June 18, 2019 (1 min read)

TRAC, June 18, 2019

"The latest case-by-case records from the Immigration Courts indicate that as of the end of May 2019 one or more removal hearings had already been held for nearly 47,000 newly arriving families seeking refuge in this country. Of these, almost six out of every seven families released from custody had shown up for their initial court hearing. Usually multiple hearings are required before a case is decided. For those who are represented, more than 99 percent had appeared at every hearing held. See Figure 1. Thus, court records directly contradict the widely quoted claim that "90 Percent of Recent Asylum Seekers Skipped Their Hearings."

Under our current system, there is no legal requirement that immigrants actually receive notice, let alone timely notice, of their hearing. Given many problems in court records on attendance and in the system for notifying families of the place and time of their hearings, these appearance rates were remarkably high.
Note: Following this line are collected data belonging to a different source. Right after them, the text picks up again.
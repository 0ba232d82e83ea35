//! Data model types for the resource services.
//!
//! Output types decode both synchronous query responses and reassembled bulk
//! results: list fields use [`nodes`](crate::pagination::nodes) so the
//! connection shape and the plain-array shape land in the same `Vec`. Input
//! types serialize into the mutation variables the Admin API expects.

use chrono::{DateTime, Utc};
use serde::{Deserialize, Serialize};

use crate::pagination::nodes;

/// A monetary amount in a specific currency.
#[derive(Debug, Clone, Default, Serialize, Deserialize, PartialEq, Eq)]
#[serde(rename_all = "camelCase")]
pub struct Money {
    /// The decimal amount, as a string to avoid float rounding.
    pub amount: Option<String>,

    /// The ISO 4217 currency code.
    pub currency_code: Option<String>,
}

/// An amount in both shop and presentment currencies.
#[derive(Debug, Clone, Default, Serialize, Deserialize, PartialEq, Eq)]
#[serde(rename_all = "camelCase")]
pub struct MoneyBag {
    /// The amount in the shop's base currency.
    pub shop_money: Option<Money>,

    /// The amount in the currency the buyer paid in.
    pub presentment_money: Option<Money>,
}

/// A postal address.
#[derive(Debug, Clone, Default, Serialize, Deserialize, PartialEq, Eq)]
#[serde(rename_all = "camelCase")]
pub struct MailingAddress {
    pub address1: Option<String>,
    pub address2: Option<String>,
    pub city: Option<String>,
    pub province: Option<String>,
    pub country: Option<String>,
    pub zip: Option<String>,
}

/// The customer attached to an order.
#[derive(Debug, Clone, Default, Serialize, Deserialize, PartialEq, Eq)]
#[serde(rename_all = "camelCase")]
pub struct Customer {
    pub id: Option<String>,
    pub legacy_resource_id: Option<String>,
    pub first_name: Option<String>,
    pub display_name: Option<String>,
    pub email: Option<String>,
}

/// An order's shipping method and price.
#[derive(Debug, Clone, Default, Serialize, Deserialize, PartialEq, Eq)]
#[serde(rename_all = "camelCase")]
pub struct ShippingLine {
    pub title: Option<String>,
    pub original_price_set: Option<MoneyBag>,
}

/// A single tax applied to an order or line item.
#[derive(Debug, Clone, Default, Serialize, Deserialize, PartialEq)]
#[serde(rename_all = "camelCase")]
pub struct TaxLine {
    pub title: Option<String>,
    pub rate: Option<f64>,
    pub rate_percentage: Option<f64>,
    pub price_set: Option<MoneyBag>,
}

/// A payment transaction on an order.
#[derive(Debug, Clone, Default, Serialize, Deserialize, PartialEq, Eq)]
#[serde(rename_all = "camelCase")]
pub struct Transaction {
    pub processed_at: Option<DateTime<Utc>>,
    pub status: Option<String>,
    pub kind: Option<String>,
    pub test: Option<bool>,
    pub amount_set: Option<MoneyBag>,
}

/// A chosen product option, e.g. `Size: XL`.
#[derive(Debug, Clone, Default, Serialize, Deserialize, PartialEq, Eq)]
#[serde(rename_all = "camelCase")]
pub struct SelectedOption {
    pub name: Option<String>,
    pub value: Option<String>,
}

/// A reference to a product from another resource.
#[derive(Debug, Clone, Default, Serialize, Deserialize, PartialEq, Eq)]
#[serde(rename_all = "camelCase")]
pub struct ProductRef {
    pub id: Option<String>,
    pub legacy_resource_id: Option<String>,
}

/// A reference to a product variant from another resource.
#[derive(Debug, Clone, Default, Serialize, Deserialize, PartialEq, Eq)]
#[serde(rename_all = "camelCase")]
pub struct VariantRef {
    pub id: Option<String>,
    pub legacy_resource_id: Option<String>,

    #[serde(default)]
    pub selected_options: Vec<SelectedOption>,
}

/// One purchasable line of an order.
#[derive(Debug, Clone, Default, Serialize, Deserialize, PartialEq)]
#[serde(rename_all = "camelCase")]
pub struct LineItem {
    pub id: Option<String>,
    pub sku: Option<String>,
    pub title: Option<String>,
    pub variant_title: Option<String>,
    pub vendor: Option<String>,
    pub quantity: Option<i64>,
    pub fulfillable_quantity: Option<i64>,
    pub fulfillment_status: Option<String>,
    pub product: Option<ProductRef>,
    pub variant: Option<VariantRef>,
    pub original_total_set: Option<MoneyBag>,
    pub original_unit_price_set: Option<MoneyBag>,
    pub discounted_unit_price_set: Option<MoneyBag>,
    pub discounted_total_set: Option<MoneyBag>,
}

/// The order line item referenced by a fulfillment order line item.
#[derive(Debug, Clone, Default, Serialize, Deserialize, PartialEq, Eq)]
#[serde(rename_all = "camelCase")]
pub struct LineItemRef {
    pub sku: Option<String>,
}

/// One line of a fulfillment order.
#[derive(Debug, Clone, Default, Serialize, Deserialize, PartialEq, Eq)]
#[serde(rename_all = "camelCase")]
pub struct FulfillmentOrderLineItem {
    pub id: Option<String>,
    pub remaining_quantity: Option<i64>,
    pub total_quantity: Option<i64>,
    pub line_item: Option<LineItemRef>,
}

/// A unit of fulfillment work assigned to a location.
#[derive(Debug, Clone, Default, Serialize, Deserialize, PartialEq, Eq)]
#[serde(rename_all = "camelCase")]
pub struct FulfillmentOrder {
    pub id: Option<String>,
    pub status: Option<String>,

    #[serde(default, deserialize_with = "nodes")]
    pub line_items: Vec<FulfillmentOrderLineItem>,
}

/// An order.
#[derive(Debug, Clone, Default, Serialize, Deserialize, PartialEq)]
#[serde(rename_all = "camelCase")]
pub struct Order {
    pub id: Option<String>,
    pub legacy_resource_id: Option<String>,
    pub name: Option<String>,
    pub created_at: Option<DateTime<Utc>>,
    pub client_ip: Option<String>,
    pub note: Option<String>,

    #[serde(default)]
    pub tags: Vec<String>,

    pub customer: Option<Customer>,
    pub shipping_address: Option<MailingAddress>,
    pub shipping_line: Option<ShippingLine>,
    pub total_received_set: Option<MoneyBag>,

    #[serde(default)]
    pub tax_lines: Vec<TaxLine>,

    #[serde(default)]
    pub transactions: Vec<Transaction>,

    #[serde(default, deserialize_with = "nodes")]
    pub line_items: Vec<LineItem>,

    #[serde(default, deserialize_with = "nodes")]
    pub fulfillment_orders: Vec<FulfillmentOrder>,
}

/// A collection of products.
#[derive(Debug, Clone, Default, Serialize, Deserialize, PartialEq, Eq)]
#[serde(rename_all = "camelCase")]
pub struct Collection {
    pub id: Option<String>,
    pub handle: Option<String>,
    pub title: Option<String>,

    #[serde(default, deserialize_with = "nodes")]
    pub products: Vec<ProductRef>,
}

/// A physical or app-defined location.
#[derive(Debug, Clone, Default, Serialize, Deserialize, PartialEq, Eq)]
#[serde(rename_all = "camelCase")]
pub struct Location {
    pub id: Option<String>,
    pub name: Option<String>,
}

/// Fields to change on an existing order.
#[derive(Debug, Clone, Default, Serialize, PartialEq, Eq)]
#[serde(rename_all = "camelCase")]
pub struct OrderInput {
    /// The order to update.
    pub id: String,

    #[serde(skip_serializing_if = "Option::is_none")]
    pub note: Option<String>,

    #[serde(skip_serializing_if = "Option::is_none")]
    pub tags: Option<Vec<String>>,
}

/// Fields for creating or updating a collection.
#[derive(Debug, Clone, Default, Serialize, PartialEq, Eq)]
#[serde(rename_all = "camelCase")]
pub struct CollectionInput {
    /// Required when updating, absent when creating.
    #[serde(skip_serializing_if = "Option::is_none")]
    pub id: Option<String>,

    #[serde(skip_serializing_if = "Option::is_none")]
    pub title: Option<String>,

    #[serde(skip_serializing_if = "Option::is_none")]
    pub handle: Option<String>,

    #[serde(skip_serializing_if = "Option::is_none")]
    pub description_html: Option<String>,
}

/// Tracking details attached to a fulfillment.
#[derive(Debug, Clone, Default, Serialize, PartialEq, Eq)]
#[serde(rename_all = "camelCase")]
pub struct TrackingInfoInput {
    #[serde(skip_serializing_if = "Option::is_none")]
    pub company: Option<String>,

    #[serde(skip_serializing_if = "Option::is_none")]
    pub number: Option<String>,

    #[serde(skip_serializing_if = "Option::is_none")]
    pub url: Option<String>,
}

/// One fulfillment order line to fulfill, with the quantity.
#[derive(Debug, Clone, Default, Serialize, PartialEq, Eq)]
#[serde(rename_all = "camelCase")]
pub struct FulfillmentOrderLineItemInput {
    pub id: String,
    pub quantity: i64,
}

/// The lines of one fulfillment order to include in a fulfillment.
///
/// An empty `fulfillment_order_line_items` fulfills the whole fulfillment
/// order, so it is omitted from the payload rather than sent as `[]`.
#[derive(Debug, Clone, Default, Serialize, PartialEq, Eq)]
#[serde(rename_all = "camelCase")]
pub struct FulfillmentOrderLineItemsInput {
    pub fulfillment_order_id: String,

    #[serde(skip_serializing_if = "Vec::is_empty")]
    pub fulfillment_order_line_items: Vec<FulfillmentOrderLineItemInput>,
}

/// Fields for creating a fulfillment.
#[derive(Debug, Clone, Default, Serialize, PartialEq, Eq)]
#[serde(rename_all = "camelCase")]
pub struct FulfillmentInput {
    pub line_items_by_fulfillment_order: Vec<FulfillmentOrderLineItemsInput>,

    #[serde(skip_serializing_if = "Option::is_none")]
    pub notify_customer: Option<bool>,

    #[serde(skip_serializing_if = "Option::is_none")]
    pub tracking_info: Option<TrackingInfoInput>,
}

#[cfg(test)]
mod tests {
    use super::*;
    use serde_json::json;

    #[test]
    fn test_order_decodes_connection_shape() {
        let order: Order = serde_json::from_value(json!({
            "id": "gid://shopify/Order/1",
            "name": "#1001",
            "createdAt": "2024-05-01T12:00:00Z",
            "lineItems": {
                "edges": [
                    {"node": {"id": "gid://shopify/LineItem/11", "sku": "A", "quantity": 2}}
                ]
            },
            "fulfillmentOrders": {
                "edges": [
                    {"node": {"id": "gid://shopify/FulfillmentOrder/10", "status": "OPEN"}}
                ]
            }
        }))
        .unwrap();

        assert_eq!(order.name.as_deref(), Some("#1001"));
        assert_eq!(order.line_items.len(), 1);
        assert_eq!(order.line_items[0].sku.as_deref(), Some("A"));
        assert_eq!(order.fulfillment_orders.len(), 1);
    }

    #[test]
    fn test_order_decodes_bulk_array_shape() {
        let order: Order = serde_json::from_value(json!({
            "id": "gid://shopify/Order/1",
            "lineItems": [
                {"id": "gid://shopify/LineItem/11", "sku": "A"},
                {"id": "gid://shopify/LineItem/12", "sku": "B"}
            ]
        }))
        .unwrap();

        assert_eq!(order.line_items.len(), 2);
        assert_eq!(order.line_items[1].sku.as_deref(), Some("B"));
    }

    #[test]
    fn test_order_without_nested_lists_decodes_empty() {
        let order: Order =
            serde_json::from_value(json!({"id": "gid://shopify/Order/1"})).unwrap();
        assert!(order.line_items.is_empty());
        assert!(order.fulfillment_orders.is_empty());
        assert!(order.tags.is_empty());
    }

    #[test]
    fn test_money_bag_decodes_nested_amounts() {
        let bag: MoneyBag = serde_json::from_value(json!({
            "shopMoney": {"amount": "12.34", "currencyCode": "USD"}
        }))
        .unwrap();
        assert_eq!(bag.shop_money.unwrap().amount.as_deref(), Some("12.34"));
        assert!(bag.presentment_money.is_none());
    }

    #[test]
    fn test_order_input_omits_unset_fields() {
        let input = OrderInput {
            id: "gid://shopify/Order/1".to_string(),
            note: Some("updated".to_string()),
            tags: None,
        };
        let value = serde_json::to_value(&input).unwrap();

        assert_eq!(value["id"], "gid://shopify/Order/1");
        assert_eq!(value["note"], "updated");
        assert!(value.get("tags").is_none());
    }

    #[test]
    fn test_fulfillment_input_serializes_camel_case() {
        let input = FulfillmentInput {
            line_items_by_fulfillment_order: vec![FulfillmentOrderLineItemsInput {
                fulfillment_order_id: "gid://shopify/FulfillmentOrder/10".to_string(),
                fulfillment_order_line_items: vec![FulfillmentOrderLineItemInput {
                    id: "gid://shopify/FulfillmentOrderLineItem/100".to_string(),
                    quantity: 1,
                }],
            }],
            notify_customer: Some(true),
            tracking_info: None,
        };
        let value = serde_json::to_value(&input).unwrap();

        let by_order = &value["lineItemsByFulfillmentOrder"][0];
        assert_eq!(
            by_order["fulfillmentOrderId"],
            "gid://shopify/FulfillmentOrder/10"
        );
        assert_eq!(by_order["fulfillmentOrderLineItems"][0]["quantity"], 1);
        assert_eq!(value["notifyCustomer"], true);
        assert!(value.get("trackingInfo").is_none());
    }

    #[test]
    fn test_whole_fulfillment_order_omits_empty_line_items() {
        let input = FulfillmentOrderLineItemsInput {
            fulfillment_order_id: "gid://shopify/FulfillmentOrder/10".to_string(),
            fulfillment_order_line_items: Vec::new(),
        };
        let value = serde_json::to_value(&input).unwrap();
        assert!(value.get("fulfillmentOrderLineItems").is_none());
    }
}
... There can be additional problems at the court's end. As of the end of May, TRAC's examination of court records showed that, symptomatic of the problem of families receiving timely hearing notice, there were nearly ten thousand "phantom" family cases on the court's books. These were cases entered into the Immigration Court's database system but with little information apart from a case sequence number. The date of the NTA, its filing date, charges alleged, and particulars on the family were all empty. Virtually all information on these phantom NTAs was blank - yet this is the same system used by court personnel to manage sending hearing notifications."